Tue special column ping

Christmas in November!
By Howie Carr | Tuesday, November 29, 2011 | | Columnists
Photo by Herald file

Our long national nightmare is over. No need for Santa Claus to bring me anything this year, because I got my present yesterday at Newton City Hall when Barney Frank threw in his hand.

Good luck finding a grief counselor today — they’ve all been dispatched to Morrissey Boulevard, where his comrades are on suicide watch, their belts, shoelaces and bow ties confiscated.

Barney spoke “frankly” and “candidly” and “to be honest,” so you can take everything he said with a grain of salt. But it appears that he really, really didn’t like his new district, which contains the “Utah” of Massachusetts — the Attleboros, Bellingham, Seekonk, Rehoboth, Wrentham, etc.

Barney used to win all those staffers’ polls as the smartest man in Congress. Even though he didn’t know his male-prostitute boyfriend Hot Bottom was turning tricks out of his basement, even though he didn’t know what marijuana plants looked like as the cops in Maine were carting plants out of his new boyfriend’s place in Ogunquit. And even though, as he admitted yesterday, he “did not see the crisis coming” with Fannie Mae and Freddie Mac.

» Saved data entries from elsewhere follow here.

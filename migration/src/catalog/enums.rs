//! 枚举列的合法取值集合

pub const USER_ROLE: &[&str] = &["admin", "principal", "teacher", "parent", "staff"];
pub const USER_STATUS: &[&str] = &["active", "inactive", "locked"];
pub const PERMISSION_TYPE: &[&str] = &["menu", "button", "api"];

pub const PARENT_RELATIONSHIP: &[&str] = &["father", "mother", "grandfather", "grandmother", "other"];
pub const CLASS_TEACHER_ROLE: &[&str] = &["head_teacher", "assistant_teacher", "nursery_teacher"];

pub const ATTENDANCE_STATUS: &[&str] = &[
    "present",
    "absent",
    "late",
    "early_leave",
    "sick_leave",
    "personal_leave",
];
pub const ATTENDANCE_CHANGE_TYPE: &[&str] = &["create", "update", "delete", "reset"];

pub const ENROLLMENT_PLAN_STATUS: &[&str] = &["draft", "active", "closed", "suspended"];
pub const ENROLLMENT_PLAN_STAGE: &[&str] = &[
    "pre_registration",
    "registration",
    "review",
    "admission",
    "completed",
];
pub const PLAN_ASSIGNEE_ROLE: &[&str] = &["manager", "staff"];
pub const APPLICATION_TYPE: &[&str] = &["new_enrollment", "transfer", "re_enrollment"];
pub const APPLICATION_STATUS: &[&str] = &[
    "draft",
    "submitted",
    "under_review",
    "approved",
    "rejected",
    "waitlisted",
    "enrolled",
    "cancelled",
];
pub const PRIORITY: &[&str] = &["low", "medium", "high", "urgent"];
pub const MATERIAL_TYPE: &[&str] = &[
    "birth_certificate",
    "household_register",
    "vaccination_record",
    "health_check",
    "photo",
    "other",
];

pub const TASK_STATUS: &[&str] = &["pending", "in_progress", "completed", "cancelled", "overdue"];
pub const TASK_TYPE: &[&str] = &["enrollment", "activity", "daily", "inspection", "other"];
pub const INSPECTION_CATEGORY: &[&str] = &["annual", "special", "routine", "random"];
pub const INSPECTION_PLAN_STATUS: &[&str] = &[
    "pending",
    "preparing",
    "in_progress",
    "completed",
    "overdue",
];
pub const INSPECTION_TASK_TYPE: &[&str] = &[
    "preparation",
    "document",
    "self_check",
    "rectification",
    "other",
];
pub const INSPECTION_TASK_STATUS: &[&str] = &["pending", "in_progress", "completed", "cancelled"];
pub const INSPECTION_TASK_PRIORITY: &[&str] = &["low", "medium", "high"];

pub const OPERATION_RESULT: &[&str] = &["success", "failure"];
pub const SCAN_STATUS: &[&str] = &["pending", "running", "completed", "failed"];
pub const AI_QUERY_TYPE: &[&str] = &["data_query", "ai_response"];
pub const AI_RELATION_STATUS: &[&str] = &["active", "inactive"];
pub const POSTER_ELEMENT_TYPE: &[&str] = &["text", "image", "shape", "qrcode"];

/// 启用/停用
pub const SWITCH: &[i32] = &[0, 1];
/// 材料审核状态：0 待审 1 通过 2 驳回
pub const REVIEW_STATE: &[i32] = &[0, 1, 2];
pub const KINDERGARTEN_TYPE: &[i32] = &[1, 2, 3];
pub const KINDERGARTEN_LEVEL: &[i32] = &[1, 2, 3];
pub const CLASS_TYPE: &[i32] = &[1, 2, 3, 4];
pub const TEACHER_POSITION: &[i32] = &[1, 2, 3, 4, 5, 6];
pub const GENDER: &[i32] = &[1, 2];
pub const STUDENT_STATUS: &[i32] = &[0, 1, 2, 3];
pub const SEMESTER: &[i32] = &[1, 2];
pub const CONSULTATION_SOURCE: &[i32] = &[1, 2, 3, 4, 5, 6];
pub const FOLLOWUP_STATUS: &[i32] = &[1, 2, 3, 4];
pub const INTENTION_LEVEL: &[i32] = &[1, 2, 3, 4, 5];
pub const FOLLOWUP_METHOD: &[i32] = &[1, 2, 3, 4];
pub const FOLLOWUP_RESULT: &[i32] = &[1, 2, 3, 4];
pub const TODO_PRIORITY: &[i32] = &[1, 2, 3, 4, 5];
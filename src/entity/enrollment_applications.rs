//! 入园申请实体
//!
//! 该表沿用 camelCase 物理列名。

use sea_orm::entity::prelude::*;

use crate::models::enrollment::entities::{ApplicationStatus, ApplicationType, Priority};
use crate::models::enrollment::payloads::EmergencyContacts;
use crate::models::json::{self, Decoded};

#[derive(Clone, Debug, PartialEq, DeriveEntityModel)]
#[sea_orm(table_name = "enrollment_applications")]
pub struct Model {
    #[sea_orm(primary_key)]
    pub id: i32,
    #[sea_orm(column_name = "applicationNumber", unique)]
    pub application_number: String,
    #[sea_orm(column_name = "studentId")]
    pub student_id: i32,
    #[sea_orm(column_name = "parentId")]
    pub parent_id: i32,
    #[sea_orm(column_name = "kindergartenId")]
    pub kindergarten_id: i32,
    #[sea_orm(column_name = "enrollmentPlanId")]
    pub enrollment_plan_id: Option<i32>,
    #[sea_orm(column_name = "applicationType")]
    pub application_type: String,
    pub status: String,
    pub priority: String,
    #[sea_orm(column_name = "preferredStartDate")]
    pub preferred_start_date: Date,
    #[sea_orm(column_name = "preferredClass")]
    pub preferred_class: Option<String>,
    #[sea_orm(column_name = "specialNeeds", column_type = "Text", nullable)]
    pub special_needs: Option<String>,
    #[sea_orm(column_name = "medicalInfo")]
    pub medical_info: Option<Json>,
    #[sea_orm(column_name = "emergencyContacts")]
    pub emergency_contacts: Json,
    pub documents: Option<Json>,
    #[sea_orm(column_type = "Text", nullable)]
    pub notes: Option<String>,
    #[sea_orm(column_name = "reviewNotes", column_type = "Text", nullable)]
    pub review_notes: Option<String>,
    #[sea_orm(column_name = "submittedAt")]
    pub submitted_at: Option<DateTimeUtc>,
    #[sea_orm(column_name = "reviewedAt")]
    pub reviewed_at: Option<DateTimeUtc>,
    #[sea_orm(column_name = "reviewedBy")]
    pub reviewed_by: Option<i32>,
    #[sea_orm(column_name = "approvedAt")]
    pub approved_at: Option<DateTimeUtc>,
    #[sea_orm(column_name = "enrolledAt")]
    pub enrolled_at: Option<DateTimeUtc>,
    #[sea_orm(column_name = "rejectionReason", column_type = "Text", nullable)]
    pub rejection_reason: Option<String>,
    #[sea_orm(column_name = "waitlistPosition")]
    pub waitlist_position: Option<i32>,
    pub score: Option<f64>,
    #[sea_orm(column_name = "createdAt")]
    pub created_at: DateTimeUtc,
    #[sea_orm(column_name = "updatedAt")]
    pub updated_at: DateTimeUtc,
    #[sea_orm(column_name = "deletedAt")]
    pub deleted_at: Option<DateTimeUtc>,
}

#[derive(Copy, Clone, Debug, EnumIter, DeriveRelation)]
pub enum Relation {}

impl ActiveModelBehavior for ActiveModel {}

impl Model {
    pub fn application_status(&self) -> ApplicationStatus {
        self.status.parse().unwrap_or(ApplicationStatus::Draft)
    }

    pub fn kind(&self) -> ApplicationType {
        self.application_type
            .parse()
            .unwrap_or(ApplicationType::NewEnrollment)
    }

    pub fn application_priority(&self) -> Priority {
        self.priority.parse().unwrap_or(Priority::Medium)
    }

    pub fn contacts(&self) -> Decoded<EmergencyContacts> {
        json::decode_value(Some(self.emergency_contacts.clone()))
    }
}
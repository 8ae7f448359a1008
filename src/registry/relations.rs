//! 关联声明与解析后的关系记录

/// 关联种类
#[derive(Debug, Clone, Copy, PartialEq, Eq)]
pub enum RelationKind {
    /// 外键在源表
    BelongsTo,
    /// 外键在目标表，至多一行
    HasOne,
    /// 外键在目标表
    HasMany,
    /// 经由关联表
    BelongsToMany,
}

/// 启动阶段的关联声明，键名为逻辑属性名
#[derive(Debug, Clone, PartialEq)]
pub struct Association {
    pub kind: RelationKind,
    pub source: &'static str,
    pub target: &'static str,
    pub alias: &'static str,
    pub foreign_key: Option<&'static str>,
    /// BelongsTo 的目标键 / HasMany、HasOne 的源键，默认主键
    pub key: Option<&'static str>,
    pub through: Option<&'static str>,
    pub other_key: Option<&'static str>,
    pub constraints: bool,
}

impl Association {
    fn new(kind: RelationKind, source: &'static str, target: &'static str) -> Self {
        Self {
            kind,
            source,
            target,
            alias: "",
            foreign_key: None,
            key: None,
            through: None,
            other_key: None,
            constraints: true,
        }
    }

    pub fn belongs_to(source: &'static str, target: &'static str) -> Self {
        Self::new(RelationKind::BelongsTo, source, target)
    }

    pub fn has_one(source: &'static str, target: &'static str) -> Self {
        Self::new(RelationKind::HasOne, source, target)
    }

    pub fn has_many(source: &'static str, target: &'static str) -> Self {
        Self::new(RelationKind::HasMany, source, target)
    }

    pub fn belongs_to_many(
        source: &'static str,
        target: &'static str,
        through: &'static str,
    ) -> Self {
        let mut association = Self::new(RelationKind::BelongsToMany, source, target);
        association.through = Some(through);
        association
    }

    pub fn alias(mut self, alias: &'static str) -> Self {
        self.alias = alias;
        self
    }

    pub fn foreign_key(mut self, foreign_key: &'static str) -> Self {
        self.foreign_key = Some(foreign_key);
        self
    }

    pub fn key(mut self, key: &'static str) -> Self {
        self.key = Some(key);
        self
    }

    pub fn other_key(mut self, other_key: &'static str) -> Self {
        self.other_key = Some(other_key);
        self
    }

    /// 仅作说明的外键，严格模式下同样不校验
    pub fn without_constraints(mut self) -> Self {
        self.constraints = false;
        self
    }
}

/// 解析后的关系，表名与列名均为物理名
#[derive(Debug, Clone, PartialEq)]
pub struct RelationDef {
    pub kind: RelationKind,
    pub alias: String,
    pub source_table: String,
    pub target_table: String,
    /// BelongsTo: 源表列；HasMany/HasOne: 目标表列；BelongsToMany: 关联表指向源的列
    pub foreign_key: String,
    /// 源表上参与连接的列
    pub source_key: String,
    /// 目标表上参与连接的列
    pub target_key: String,
    pub through_table: Option<String>,
    /// 关联表指向目标的列
    pub other_key: Option<String>,
    pub constraints: bool,
    /// 目标列表的排序列
    pub order_by: Option<String>,
}
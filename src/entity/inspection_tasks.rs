//! 督导检查任务，`parent_task_id` 自引用构成子任务

use sea_orm::entity::prelude::*;

use crate::models::workflow::entities::{
    InspectionTaskPriority, InspectionTaskStatus, InspectionTaskType,
};

#[derive(Clone, Debug, PartialEq, DeriveEntityModel)]
#[sea_orm(table_name = "inspection_tasks")]
pub struct Model {
    #[sea_orm(primary_key)]
    pub id: i32,
    pub inspection_plan_id: i32,
    pub parent_task_id: Option<i32>,
    pub title: String,
    #[sea_orm(column_type = "Text", nullable)]
    pub description: Option<String>,
    pub task_type: String,
    pub status: String,
    pub priority: String,
    pub assigned_to: Option<i32>,
    pub due_date: Option<DateTimeUtc>,
    pub completed_at: Option<DateTimeUtc>,
    pub progress: i32,
    pub sort_order: i32,
    pub created_at: DateTimeUtc,
    pub updated_at: DateTimeUtc,
    pub deleted_at: Option<DateTimeUtc>,
}

#[derive(Copy, Clone, Debug, EnumIter, DeriveRelation)]
pub enum Relation {}

impl ActiveModelBehavior for ActiveModel {}

impl Model {
    pub fn kind(&self) -> InspectionTaskType {
        self.task_type.parse().unwrap_or(InspectionTaskType::Other)
    }

    pub fn task_status(&self) -> InspectionTaskStatus {
        self.status.parse().unwrap_or(InspectionTaskStatus::Pending)
    }

    pub fn task_priority(&self) -> InspectionTaskPriority {
        self.priority
            .parse()
            .unwrap_or(InspectionTaskPriority::Medium)
    }
}
pub mod assign;

use std::sync::Arc;

use chrono::NaiveDate;

use crate::entity::{class_teachers, teachers};
use crate::errors::Result;
use crate::storage::SeaOrmStorage;

/// 班级教师任职
pub struct ClassTeacherService {
    storage: Arc<SeaOrmStorage>,
}

impl ClassTeacherService {
    pub fn new(storage: Arc<SeaOrmStorage>) -> Self {
        Self { storage }
    }

    pub(crate) fn storage(&self) -> &SeaOrmStorage {
        &self.storage
    }

    /// 指定班主任，同一班级至多一名在任班主任
    pub async fn assign_head_teacher(
        &self,
        class_id: i32,
        teacher_id: i32,
        start_date: NaiveDate,
    ) -> Result<class_teachers::Model> {
        assign::assign_head_teacher(self, class_id, teacher_id, start_date).await
    }

    // 班级当前的班主任
    pub async fn head_teacher(&self, class_id: i32) -> Result<Option<teachers::Model>> {
        assign::head_teacher(self, class_id).await
    }
}
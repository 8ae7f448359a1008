//! 海报模板

use sea_orm::entity::prelude::*;

#[derive(Clone, Debug, PartialEq, DeriveEntityModel)]
#[sea_orm(table_name = "poster_templates")]
pub struct Model {
    #[sea_orm(primary_key)]
    pub id: i32,
    pub category_id: i32,
    pub name: String,
    #[sea_orm(column_type = "Text", nullable)]
    pub description: Option<String>,
    pub width: i32,
    pub height: i32,
    pub background_color: Option<String>,
    pub background_image: Option<String>,
    pub thumbnail: Option<String>,
    pub status: i32,
    pub usage_count: i32,
    pub creator_id: Option<i32>,
    pub kindergarten_id: Option<i32>,
    pub created_at: DateTimeUtc,
    pub updated_at: DateTimeUtc,
    pub deleted_at: Option<DateTimeUtc>,
}

#[derive(Copy, Clone, Debug, EnumIter, DeriveRelation)]
pub enum Relation {}

impl ActiveModelBehavior for ActiveModel {}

Maybe, because yet another of his main squeezes, Herbie Moses, had a six-figure job there, after Barney made a call for him. Another nationwide search.

But as Barney told the press conference, despite being “late” to recognizing the unfolding catastrophe, he was always against “loans being given out promiscuously” — a poor choice of words, given Barney’s, uh, personal life. And don’t forget, even though Barney was clueless, he couldn’t have done anything away.

The subprime crisis was all Tom DeLay’s fault. Barney said that twice, in case you missed it the first time.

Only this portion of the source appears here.